The final claim made by Advance America centers on an active debate over whether business owners who disagree with same-sex marriage should be allowed to refuse participation in same-sex nuptials.

While some states that have legalized gay marriage have provided religious exemptions for churches and religious organizations, they generally have stopped short of business owners.

Courts and civil rights commissions in places including Colorado, Iowa and New Mexico have ruled against business owners. New Mexico photographers Elaine and Jonathan Huguenin have petitioned the U.S. Supreme Court to review a case based on their refusal to photograph a commitment ceremony in 2006.

More generally, such disputes are at the heart of concerns raised by conservative activists about the changing legal landscape’s effect on their religious freedom.
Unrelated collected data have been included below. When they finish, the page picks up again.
//! The allocator capability contract.

use crate::block::MemoryBlock;

/// A policy object that carves blocks out of a memory source (or out of
/// other allocators) and tracks enough state to take them back.
///
/// Failure is communicated entirely through return values: `allocate`
/// returns the empty block, `deallocate` and `owns` return `false`.
/// Running out of a fixed budget is an expected outcome of allocation
/// pressure, not an error condition, so none of these operations panic on
/// exhaustion.
///
/// Allocators take `&mut self`: the framework is single-threaded by
/// design, internal bookkeeping (cursor, free list) is not synchronized,
/// and callers needing concurrency must wrap an instance in their own
/// mutual exclusion. Allocator values are never `Clone` when they carry
/// state; a copied cursor or free list would hand the same memory out
/// twice.
///
/// Combinators hold their delegates either by value or through the
/// blanket `&mut A` / `Box<A>` implementations below, which lets any
/// allocator wrap any other to arbitrary depth.
pub trait Allocator {
    /// Returns a valid block of at least `size` bytes, or the empty block
    /// if the request cannot be served. A zero-size request always fails.
    ///
    /// The returned block records the requested size, not any internal
    /// rounded-up figure.
    fn allocate(&mut self, size: usize) -> MemoryBlock;

    /// Attempts to take `block` back.
    ///
    /// On success the block is reset to the empty state and `true` is
    /// returned; on failure the block is left untouched and the result is
    /// `false`. Empty blocks and blocks this allocator does not own fail
    /// cleanly, without corrupting allocator state.
    ///
    /// # Safety
    ///
    /// `block` must be empty, or must have been produced by this allocator
    /// and not deallocated since. A forged block that happens to pass the
    /// internal checks can corrupt bookkeeping kept inside raw memory or
    /// release storage the allocator never issued. `owns` is the guard a
    /// well-behaved caller uses before routing a block of uncertain
    /// origin.
    unsafe fn deallocate(&mut self, block: &mut MemoryBlock) -> bool;

    /// Whether `block` is currently outstanding from this allocator.
    ///
    /// Pure predicate: never mutates state, and is `false` for the empty
    /// block.
    fn owns(&self, block: &MemoryBlock) -> bool;
}

impl<A: Allocator + ?Sized> Allocator for &mut A {
    fn allocate(&mut self, size: usize) -> MemoryBlock {
        (**self).allocate(size)
    }

    unsafe fn deallocate(&mut self, block: &mut MemoryBlock) -> bool {
        // SAFETY: same contract, forwarded to the underlying allocator.
        unsafe { (**self).deallocate(block) }
    }

    fn owns(&self, block: &MemoryBlock) -> bool {
        (**self).owns(block)
    }
}

impl<A: Allocator + ?Sized> Allocator for Box<A> {
    fn allocate(&mut self, size: usize) -> MemoryBlock {
        (**self).allocate(size)
    }

    unsafe fn deallocate(&mut self, block: &mut MemoryBlock) -> bool {
        // SAFETY: same contract, forwarded to the underlying allocator.
        unsafe { (**self).deallocate(block) }
    }

    fn owns(&self, block: &MemoryBlock) -> bool {
        (**self).owns(block)
    }
}
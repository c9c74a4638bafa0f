//! System-heap allocator.

use super::Allocator;
use crate::block::MemoryBlock;
use crate::raw;

/// Allocator that delegates directly to the C heap.
///
/// The terminal general-purpose branch of a composition: no fixed budget
/// and no locality guarantees, just `malloc`/`free`.
///
/// Ownership tracking is intentionally not provided at this layer: a heap
/// pointer carries no mark distinguishing it from pointers issued
/// elsewhere, so `owns` always returns `false`. In a fallback composition
/// this makes the heap the implicit "everything else" branch.
#[derive(Debug, Default, Clone, Copy)]
pub struct Mallocator;

impl Allocator for Mallocator {
    fn allocate(&mut self, size: usize) -> MemoryBlock {
        if size == 0 {
            return MemoryBlock::EMPTY;
        }
        let ptr = raw::heap_alloc(size);
        if ptr.is_null() {
            #[cfg(feature = "logging")]
            tracing::debug!(size, "heap allocation failed");
            return MemoryBlock::EMPTY;
        }
        MemoryBlock::new(ptr, size)
    }

    unsafe fn deallocate(&mut self, block: &mut MemoryBlock) -> bool {
        if !block.is_valid() {
            return false;
        }
        // SAFETY: per the deallocate contract, a valid block passed here
        // came from `allocate` above, i.e. from the C heap, and has not
        // been released since.
        unsafe { raw::heap_free(block.ptr) };
        block.reset();
        true
    }

    fn owns(&self, _block: &MemoryBlock) -> bool {
        false
    }
}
Alliance Defending Freedom, a Scottsdale, Ariz.-based Christian group, says small business owners are only some of the people who are “under serious legal assault for their faith” because of attempts to redefine marriage.

And in Northern Indiana, Kosciusko County Silent NO More, a tea party group, has said it is supporting HJR6 based on concerns for religious freedom.

On the other side, Lambda Legal, an advocate for gay-rights, says such arguments — and Advance America’s church bulletin flier — are “sadly familiar” from marriage debates across the country.

“As each state, one by one, opens marriage to same-sex couples, it should be increasingly obvious that these claims are just alarmist,” said Jennifer Pizer, the New York-based group’s legal and policy director.

A savvy grassroots campaigner

Miller gets credit from Indiana political watchers as a savvy conservative grassroots campaigner.

For decades, he’s successfully defeated bills that he saw as interfering with religion. The Indianapolis Star recently reported on Miller’s influential role in thwarting attempts to regulate church day cares.

Dion, the University of Evansville professor, noted that Miller fought for years against attempts to pass a hate-crimes law that included sexual orientation.

Miller argued, in part, that such a law would “pave the way for homosexual marriages and the adoption of children by homosexuals,” as he put it in 1998 interview with The Star.

Fifteen years later, Dion and another political analyst say Miller’s impact shouldn’t be underestimated.

Andy Downs, director of the Mike Downs Center for Indiana Politics at Indiana University-Purdue University Fort Wayne, says Miller’s history shows that he knows the value of a swell of constituent phone calls or letters to a legislator.

The church bulletin insert is a smart way to rally amendment supporters to action, he said.

Though polls showing changing public attitudes about the marriage ban and Freedom Indiana’s high-profile endorsements have given that side momentum, Downs says Miller and fellow amendment supporters seem to be gearing up for an aggressive campaign.

“They are serious,” Downs said of activists on both sides. “We do not see people organized like this very often in the state of Indiana.”